▶ _Data to use_

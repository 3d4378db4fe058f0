//! Burn inference backend for SSD networks.
//!
//! This module provides a `BurnPredictor` that implements `PredictionSource`
//! for SSD models built with the Burn framework.
//!
//! # Example
//!
//! ```ignore
//! use ssd_postprocess::integration::{BurnPredictor, BurnSsdModel};
//! use burn::backend::NdArray;
//!
//! // Implement BurnSsdModel for your network
//! struct MySsd300 { /* ... */ }
//!
//! impl BurnSsdModel<NdArray> for MySsd300 {
//!     fn forward(&self, input: Tensor<NdArray, 4>) -> (Tensor<NdArray, 3>, Tensor<NdArray, 3>) {
//!         // Run the network, return (loc, conf)
//!     }
//! }
//!
//! let model = MySsd300::load("ssd300.bin");
//! let predictor = BurnPredictor::new(model, Default::default());
//! ```

use burn::prelude::*;
use burn::tensor::Tensor;
use ndarray::Array3;
use thiserror::Error;

use super::PredictionSource;
use crate::ssd::RawPredictions;

/// Error type for Burn inference failures.
#[derive(Debug, Error)]
pub enum BurnPredictorError {
    /// Input image has invalid dimensions.
    #[error("invalid input dimensions: expected {expected:?}, got {got:?}")]
    InvalidInputDimensions {
        expected: (u32, u32, u32),
        got: (u32, u32, u32),
    },
    /// The output tensor could not be read back.
    #[error("failed to read `{name}` tensor: {message}")]
    ReadOutput { name: &'static str, message: String },
    /// The network outputs do not form a valid prediction pair.
    #[error(transparent)]
    Predictions(#[from] crate::error::Error),
}

/// Trait for Burn-based SSD networks.
///
/// Implement this trait for your specific model architecture.
pub trait BurnSsdModel<B: Backend>: Send + Sync {
    /// Run forward pass on the input tensor.
    ///
    /// # Arguments
    /// * `input` - Input tensor of shape [batch, channels, height, width]
    ///
    /// # Returns
    /// Location tensor [batch, anchors, 4] and confidence tensor
    /// [batch, anchors, class_num].
    fn forward(&self, input: Tensor<B, 4>) -> (Tensor<B, 3>, Tensor<B, 3>);

    /// Get the expected input size (channels, height, width).
    fn input_size(&self) -> (u32, u32, u32) {
        (3, 300, 300) // SSD300
    }

    /// Whether the confidence output holds logits that still need a softmax.
    fn emits_logits(&self) -> bool {
        false
    }
}

/// Burn-based SSD network implementing `PredictionSource`.
pub struct BurnPredictor<B: Backend, M: BurnSsdModel<B>> {
    model: M,
    device: B::Device,
}

impl<B: Backend, M: BurnSsdModel<B>> BurnPredictor<B, M> {
    /// Create a new Burn predictor with the given model and device.
    pub fn new(model: M, device: B::Device) -> Self {
        Self { model, device }
    }

    /// Preprocess raw CHW image bytes to a Burn tensor scaled to [0, 1].
    ///
    /// The image must already match the model input size.
    pub fn preprocess(
        &self,
        input: &[u8],
        width: u32,
        height: u32,
    ) -> Result<Tensor<B, 4>, BurnPredictorError> {
        let (channels, target_h, target_w) = self.model.input_size();
        let expected_len = (width * height * channels) as usize;

        if input.len() != expected_len || height != target_h || width != target_w {
            return Err(BurnPredictorError::InvalidInputDimensions {
                expected: (channels, target_h, target_w),
                got: (channels, height, width),
            });
        }

        let data: Vec<f32> = input.iter().map(|&x| x as f32 / 255.0).collect();

        let tensor = Tensor::<B, 1>::from_floats(data.as_slice(), &self.device).reshape([
            1,
            channels as usize,
            height as usize,
            width as usize,
        ]);
        Ok(tensor)
    }

    /// Convert the network output pair to `RawPredictions`.
    fn postprocess(
        &self,
        loc: Tensor<B, 3>,
        conf: Tensor<B, 3>,
    ) -> Result<RawPredictions, BurnPredictorError> {
        let loc = tensor_to_array(loc, "loc")?;
        let conf = tensor_to_array(conf, "conf")?;
        let predictions = RawPredictions::new(loc, conf)?;
        if self.model.emits_logits() {
            Ok(predictions.with_softmax())
        } else {
            Ok(predictions)
        }
    }
}

fn tensor_to_array<B: Backend>(
    tensor: Tensor<B, 3>,
    name: &'static str,
) -> Result<Array3<f32>, BurnPredictorError> {
    let [d0, d1, d2] = tensor.dims();
    let values = tensor
        .into_data()
        .to_vec::<f32>()
        .map_err(|e| BurnPredictorError::ReadOutput {
            name,
            message: format!("{e:?}"),
        })?;
    Array3::from_shape_vec((d0, d1, d2), values).map_err(|e| BurnPredictorError::ReadOutput {
        name,
        message: e.to_string(),
    })
}

impl<B: Backend, M: BurnSsdModel<B>> PredictionSource for BurnPredictor<B, M> {
    type Error = BurnPredictorError;

    fn predict(
        &mut self,
        input: &[u8],
        width: u32,
        height: u32,
    ) -> Result<RawPredictions, Self::Error> {
        let tensor = self.preprocess(input, width, height)?;
        let (loc, conf) = self.model.forward(tensor);
        self.postprocess(loc, conf)
    }
}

▶ _Task_
Starting with the first record, copy everything through the final one exactly.

▶ _Answer to the problem_
repository 3d4378db4fe058f0
//! Burn inference backend for SSD networks.
//!
//! This module provides a `BurnPredictor` that implements `PredictionSource`
//! for SSD models built with the Burn framework.
//!
//! # Example
//!
//! ```ignore
//! use ssd_postprocess::integration::{BurnPredictor, BurnSsdModel};
//! use burn::backend::NdArray;
//!
//! // Implement BurnSsdModel for your network
//! struct MySsd300 { /* ... */ }
//!
//! impl BurnSsdModel<NdArray> for MySsd300 {
//!     fn forward(&self, input: Tensor<NdArray, 4>) -> (Tensor<NdArray, 3>, Tensor<NdArray, 3>) {
//!         // Run the network, return (loc, conf)
//!     }
//! }
//!
//! let model = MySsd300::load("ssd300.bin");
//! let predictor = BurnPredictor::new(model, Default::default());
//! ```

use burn::prelude::*;
use burn::tensor::Tensor;
use ndarray::Array3;
use thiserror::Error;

use super::PredictionSource;
use crate::ssd::RawPredictions;

/// Error type for Burn inference failures.
#[derive(Debug, Error)]
pub enum BurnPredictorError {
    /// Input image has invalid dimensions.
    #[error("invalid input dimensions: expected {expected:?}, got {got:?}")]
    InvalidInputDimensions {
        expected: (u32, u32, u32),
        got: (u32, u32, u32),
    },
    /// The output tensor could not be read back.
    #[error("failed to read `{name}` tensor: {message}")]
    ReadOutput { name: &'static str, message: String },
    /// The network outputs do not form a valid prediction pair.
    #[error(transparent)]
    Predictions(#[from] crate::error::Error),
}

/// Trait for Burn-based SSD networks.
///
/// Implement this trait for your specific model architecture.
pub trait BurnSsdModel<B: Backend>: Send + Sync {
    /// Run forward pass on the input tensor.
    ///
    /// # Arguments
    /// * `input` - Input tensor of shape [batch, channels, height, width]
    ///
    /// # Returns
    /// Location tensor [batch, anchors, 4] and confidence tensor
    /// [batch, anchors, class_num].
    fn forward(&self, input: Tensor<B, 4>) -> (Tensor<B, 3>, Tensor<B, 3>);

    /// Get the expected input size (channels, height, width).
    fn input_size(&self) -> (u32, u32, u32) {
        (3, 300, 300) // SSD300
    }

    /// Whether the confidence output holds logits that still need a softmax.
    fn emits_logits(&self) -> bool {
        false
    }
}

/// Burn-based SSD network implementing `PredictionSource`.
pub struct BurnPredictor<B: Backend, M: BurnSsdModel<B>> {
    model: M,
    device: B::Device,
}

impl<B: Backend, M: BurnSsdModel<B>> BurnPredictor<B, M> {
    /// Create a new Burn predictor with the given model and device.
    pub fn new(model: M, device: B::Device) -> Self {
        Self { model, device }
    }

    /// Preprocess raw CHW image bytes to a Burn tensor scaled to [0, 1].
    ///
    /// The image must already match the model input size.
    pub fn preprocess(
        &self,
        input: &[u8],
        width: u32,
        height: u32,
    ) -> Result<Tensor<B, 4>, BurnPredictorError> {
        let (channels, target_h, target_w) = self.model.input_size();
        let expected_len = (width * height * channels) as usize;

        if input.len() != expected_len || height != target_h || width != target_w {
            return Err(BurnPredictorError::InvalidInputDimensions {
                expected: (channels, target_h, target_w),
                got: (channels, height, width),
            });
        }

        let data: Vec<f32> = input.iter().map(|&x| x as f32 / 255.0).collect();

        let tensor = Tensor::<B, 1>::from_floats(data.as_slice(), &self.device).reshape([
            1,
            channels as usize,
            height as usize,
            width as usize,
        ]);
        Ok(tensor)
    }

    /// Convert the network output pair to `RawPredictions`.
    fn postprocess(
        &self,
        loc: Tensor<B, 3>,
        conf: Tensor<B, 3>,
    ) -> Result<RawPredictions, BurnPredictorError> {
        let loc = tensor_to_array(loc, "loc")?;
        let conf = tensor_to_array(conf, "conf")?;
        let predictions = RawPredictions::new(loc, conf)?;
        if self.model.emits_logits() {
            Ok(predictions.with_softmax())
        } else {
            Ok(predictions)
        }
    }
}

fn tensor_to_array<B: Backend>(
    tensor: Tensor<B, 3>,
    name: &'static str,
) -> Result<Array3<f32>, BurnPredictorError> {
    let [d0, d1, d2] = tensor.dims();
    let values = tensor
        .into_data()
        .to_vec::<f32>()
        .map_err(|e| BurnPredictorError::ReadOutput {
            name,
            message: format!("{e:?}"),
        })?;
    Array3::from_shape_vec((d0, d1, d2), values).map_err(|e| BurnPredictorError::ReadOutput {
        name,
        message: e.to_string(),
    })
}

impl<B: Backend, M: BurnSsdModel<B>> PredictionSource for BurnPredictor<B, M> {
    type Error = BurnPredictorError;

    fn predict(
        &mut self,
        input: &[u8],
        width: u32,
        height: u32,
    ) -> Result<RawPredictions, Self::Error> {
        let tensor = self.preprocess(input, width, height)?;
        let (loc, conf) = self.model.forward(tensor);
        self.postprocess(loc, conf)
    }
}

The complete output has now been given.